Search the data for the string "writing" and gather each line it is in.
# # # # #
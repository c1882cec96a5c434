//! Configuration validation
//!
//! Validates config consistency:
//! - Required fields are present for enabled components
//! - Capacities are non-zero

use crate::Config;
use crate::error::{ConfigError, Result};

/// Validate the entire configuration
pub fn validate_config(config: &Config) -> Result<()> {
    validate_breadcrumbs(config)?;
    validate_database(config)?;
    validate_chunks(config)?;
    Ok(())
}

fn validate_breadcrumbs(config: &Config) -> Result<()> {
    if config.breadcrumbs.maximum_breadcrumbs == 0 {
        return Err(ConfigError::invalid_value(
            "breadcrumbs",
            "maximum_breadcrumbs",
            "must be greater than 0",
        ));
    }
    Ok(())
}

fn validate_database(config: &Config) -> Result<()> {
    let database = &config.database;
    if !database.enabled {
        return Ok(());
    }

    if database.maximum_number_of_records == 0 {
        return Err(ConfigError::invalid_value(
            "database",
            "maximum_number_of_records",
            "must be greater than 0",
        ));
    }

    match database.path.as_deref() {
        None | Some("") => Err(ConfigError::missing_field("database", "path")),
        Some(_) => Ok(()),
    }
}

fn validate_chunks(config: &Config) -> Result<()> {
    if config.chunks.max_length == 0 {
        return Err(ConfigError::invalid_value(
            "chunks",
            "max_length",
            "must be greater than 0",
        ));
    }
    if config.chunks.max_files == 0 {
        return Err(ConfigError::invalid_value(
            "chunks",
            "max_files",
            "must be greater than 0",
        ));
    }
    Ok(())
}
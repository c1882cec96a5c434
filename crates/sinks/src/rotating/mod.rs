//! Two-generation rotating log pair
//!
//! Lines are appended to a *main* file. When main reaches its capacity the
//! whole file is renamed over the *fallback* and writing continues into a
//! fresh main, so the pair always holds the newest generation in main and
//! the one before it in fallback. Both files outlive the process; they are
//! what the next session harvests after a crash.
//!
//! # Architecture
//!
//! ```text
//! write_line() ──► [queue] ──drain──► batch ──write_all──► main
//!                                       │
//!                        capacity reached? ──► flush, rename(main → fallback),
//!                                              drop stream, open fresh main
//! ```
//!
//! A single mutex guards the queue, the stream and the counters, so lines
//! reach disk in the order `write_line` was called, across rotations too.
//!
//! # Failure handling
//!
//! | Failure | Effect |
//! |---------|--------|
//! | main cannot be opened | line stays queued, retried on next call |
//! | append or flush fails | batch requeued at the front, stream buffer dropped |
//! | flush before rotation fails | rotation aborted, head requeued |
//! | rename fails | rotation skipped, writing continues on the current main |
//!
//! Nothing is discarded except by [`RotatingWriter::dispose`].

use std::collections::VecDeque;
use std::path::{Path, PathBuf};
use std::sync::Arc;

use backlog_storage::{FileSystem, SessionFiles, WriteStream};
use parking_lot::Mutex;

use crate::common::{Result, WriterError, WriterMetrics};
use crate::util::RateLimitedLogger;

/// Per-file capacity of a rotating pair
///
/// Both limits are optional and enforced independently; with neither set
/// the writer never rotates.
#[derive(Debug, Clone, Copy, Default, PartialEq, Eq)]
pub struct RotationLimits {
    /// Lines per file
    pub max_lines: Option<u64>,

    /// Bytes per file, newlines included
    pub max_size: Option<u64>,
}

impl RotationLimits {
    /// Rotate after `max_lines` lines
    pub fn lines(max_lines: u64) -> Self {
        Self {
            max_lines: Some(max_lines),
            max_size: None,
        }
    }

    /// Also rotate before main would reach `max_size` bytes
    pub fn with_max_size(mut self, max_size: u64) -> Self {
        self.max_size = Some(max_size);
        self
    }

    fn validate(&self) -> Result<()> {
        if self.max_lines == Some(0) {
            return Err(WriterError::invalid_limit("max_lines"));
        }
        if self.max_size == Some(0) {
            return Err(WriterError::invalid_limit("max_size"));
        }
        Ok(())
    }

    fn must_rotate(&self, count: u64, size: u64, incoming: u64) -> bool {
        self.max_lines.is_some_and(|max| count >= max)
            || self.max_size.is_some_and(|max| size + incoming >= max)
    }

    fn fits(&self, count: u64, size: u64) -> bool {
        self.max_lines.is_none_or(|max| count <= max) && self.max_size.is_none_or(|max| size < max)
    }
}

struct WriterState {
    queue: VecDeque<String>,
    stream: Option<Box<dyn WriteStream>>,

    /// Lines in the current main
    count: u64,

    /// Bytes in the current main
    size: u64,

    disposed: bool,
}

/// Line writer over a main/fallback file pair
pub struct RotatingWriter {
    fs: Arc<dyn FileSystem>,
    main: PathBuf,
    fallback: PathBuf,
    limits: RotationLimits,
    state: Mutex<WriterState>,
    metrics: WriterMetrics,
    error_logger: RateLimitedLogger,
}

impl std::fmt::Debug for RotatingWriter {
    fn fmt(&self, f: &mut std::fmt::Formatter<'_>) -> std::fmt::Result {
        f.debug_struct("RotatingWriter")
            .field("main", &self.main)
            .field("fallback", &self.fallback)
            .field("limits", &self.limits)
            .finish_non_exhaustive()
    }
}

impl RotatingWriter {
    /// Create a writer over `main` and `fallback`
    ///
    /// Nothing touches disk until the first line is written.
    ///
    /// # Errors
    ///
    /// Returns [`WriterError::InvalidLimit`] if a limit is zero.
    pub fn new(
        fs: Arc<dyn FileSystem>,
        main: impl Into<PathBuf>,
        fallback: impl Into<PathBuf>,
        limits: RotationLimits,
    ) -> Result<Self> {
        limits.validate()?;

        Ok(Self {
            fs,
            main: main.into(),
            fallback: fallback.into(),
            limits,
            state: Mutex::new(WriterState {
                queue: VecDeque::new(),
                stream: None,
                count: 0,
                size: 0,
                disposed: false,
            }),
            metrics: WriterMetrics::new(),
            error_logger: RateLimitedLogger::default(),
        })
    }

    /// Create a writer whose files are named by `session`
    ///
    /// # Errors
    ///
    /// Fails if the session is cleared or a limit is zero.
    pub fn for_session(
        session: &SessionFiles,
        main_prefix: &str,
        fallback_prefix: &str,
        limits: RotationLimits,
    ) -> Result<Self> {
        let main = session.get_file_name(main_prefix)?;
        let fallback = session.get_file_name(fallback_prefix)?;
        Self::new(session.file_system(), main, fallback, limits)
    }

    /// Path of the newest generation
    pub fn main_path(&self) -> &Path {
        &self.main
    }

    /// Path of the previous generation
    pub fn fallback_path(&self) -> &Path {
        &self.fallback
    }

    /// Writer metrics
    pub fn metrics(&self) -> &WriterMetrics {
        &self.metrics
    }

    /// Lines queued in memory, not yet on disk
    pub fn pending(&self) -> usize {
        self.state.lock().queue.len()
    }

    /// Whether [`dispose`](Self::dispose) was called
    pub fn is_disposed(&self) -> bool {
        self.state.lock().disposed
    }

    /// Append one line
    ///
    /// The line is queued and the queue drained immediately. I/O failures
    /// leave the line queued for the next call and are not reported.
    ///
    /// # Errors
    ///
    /// Returns [`WriterError::Disposed`] after [`dispose`](Self::dispose).
    pub fn write_line(&self, value: impl Into<String>) -> Result<()> {
        let mut state = self.state.lock();
        if state.disposed {
            return Err(WriterError::Disposed);
        }

        state.queue.push_back(value.into());
        self.drain(&mut state);
        Ok(())
    }

    /// Retry queued lines without adding a new one
    ///
    /// # Errors
    ///
    /// Returns [`WriterError::Disposed`] after [`dispose`](Self::dispose).
    pub fn flush(&self) -> Result<()> {
        let mut state = self.state.lock();
        if state.disposed {
            return Err(WriterError::Disposed);
        }

        self.drain(&mut state);
        Ok(())
    }

    /// Close the stream and reject further writes
    ///
    /// Lines still queued are discarded.
    pub fn dispose(&self) {
        let mut state = self.state.lock();
        if state.disposed {
            return;
        }
        state.disposed = true;

        if let Some(mut stream) = state.stream.take()
            && let Err(e) = stream.flush()
        {
            tracing::warn!(path = %self.main.display(), error = %e, "failed to flush on dispose");
        }

        if !state.queue.is_empty() {
            tracing::debug!(
                path = %self.main.display(),
                discarded = state.queue.len(),
                "rotating writer disposed with queued lines"
            );
            state.queue.clear();
        }
    }

    fn drain(&self, state: &mut WriterState) {
        while let Some(head) = state.queue.pop_front() {
            if state.stream.is_none() {
                match self.fs.create_write_stream(&self.main) {
                    Ok(stream) => {
                        state.stream = Some(stream);
                        state.count = 0;
                        state.size = 0;
                    }
                    Err(e) => {
                        self.metrics.write_error();
                        self.error_logger.error("failed to open rotating log", &e);
                        state.queue.push_front(head);
                        return;
                    }
                }
            }

            let head_bytes = line_len(&head);
            if state.count > 0
                && self.limits.must_rotate(state.count, state.size, head_bytes)
                && !self.rotate(state)
            {
                state.queue.push_front(head);
                return;
            }

            let Some(stream) = state.stream.as_mut() else {
                state.queue.push_front(head);
                return;
            };

            // Take the head, then whatever else still fits this generation
            let mut lines = 1;
            let mut bytes = head_bytes;
            let mut batch = vec![head];
            while let Some(next) = state.queue.front() {
                let next_bytes = line_len(next);
                if !self
                    .limits
                    .fits(state.count + lines + 1, state.size + bytes + next_bytes)
                {
                    break;
                }
                lines += 1;
                bytes += next_bytes;
                if let Some(next) = state.queue.pop_front() {
                    batch.push(next);
                }
            }

            let mut payload = String::with_capacity(bytes as usize);
            for line in &batch {
                payload.push_str(line);
                payload.push('\n');
            }

            // A batch counts as written only once flushed; the stream drops
            // its buffer on failure, so the requeued lines land exactly once.
            let written = stream
                .write_all(payload.as_bytes())
                .map_err(|e| ("failed to append to rotating log", e))
                .and_then(|()| {
                    stream
                        .flush()
                        .map_err(|e| ("failed to flush rotating log", e))
                });
            if let Err((message, e)) = written {
                self.metrics.write_error();
                self.error_logger.error(message, &e);
                for line in batch.into_iter().rev() {
                    state.queue.push_front(line);
                }
                return;
            }

            state.count += lines;
            state.size += bytes;
            self.metrics.batch_written(lines, bytes);
        }
    }

    /// Hand main over to fallback and open a fresh main
    ///
    /// Returns `false` when main cannot be flushed; nothing is renamed and
    /// the caller must stop draining. On rename failure the current stream
    /// is kept and main is untouched. If the fresh main cannot be opened
    /// the stream is left empty and the next drain retries.
    fn rotate(&self, state: &mut WriterState) -> bool {
        if let Some(stream) = state.stream.as_mut()
            && let Err(e) = stream.flush()
        {
            self.metrics.write_error();
            tracing::warn!(path = %self.main.display(), error = %e, "failed to flush before rotation");
            return false;
        }

        if let Err(e) = self.fs.rename(&self.main, &self.fallback) {
            self.metrics.write_error();
            self.error_logger
                .error("failed to rotate log, continuing on current file", &e);
            return true;
        }

        // The old stream must be closed before anything reopens main
        drop(state.stream.take());
        state.count = 0;
        state.size = 0;
        self.metrics.rotated();

        match self.fs.create_write_stream(&self.main) {
            Ok(stream) => {
                state.stream = Some(stream);
                tracing::debug!(
                    main = %self.main.display(),
                    fallback = %self.fallback.display(),
                    "rotated log"
                );
            }
            Err(e) => {
                self.metrics.write_error();
                self.error_logger.error("failed to open rotating log", &e);
            }
        }
        true
    }
}

fn line_len(line: &str) -> u64 {
    line.len() as u64 + 1
}

#[cfg(test)]
#[path = "rotating_test.rs"]
mod rotating_test;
# # # # #
» **Solution for this task**
//! whole file is renamed over the *fallback* and writing continues into a
//! | rename fails | rotation skipped, writing continues on the current main |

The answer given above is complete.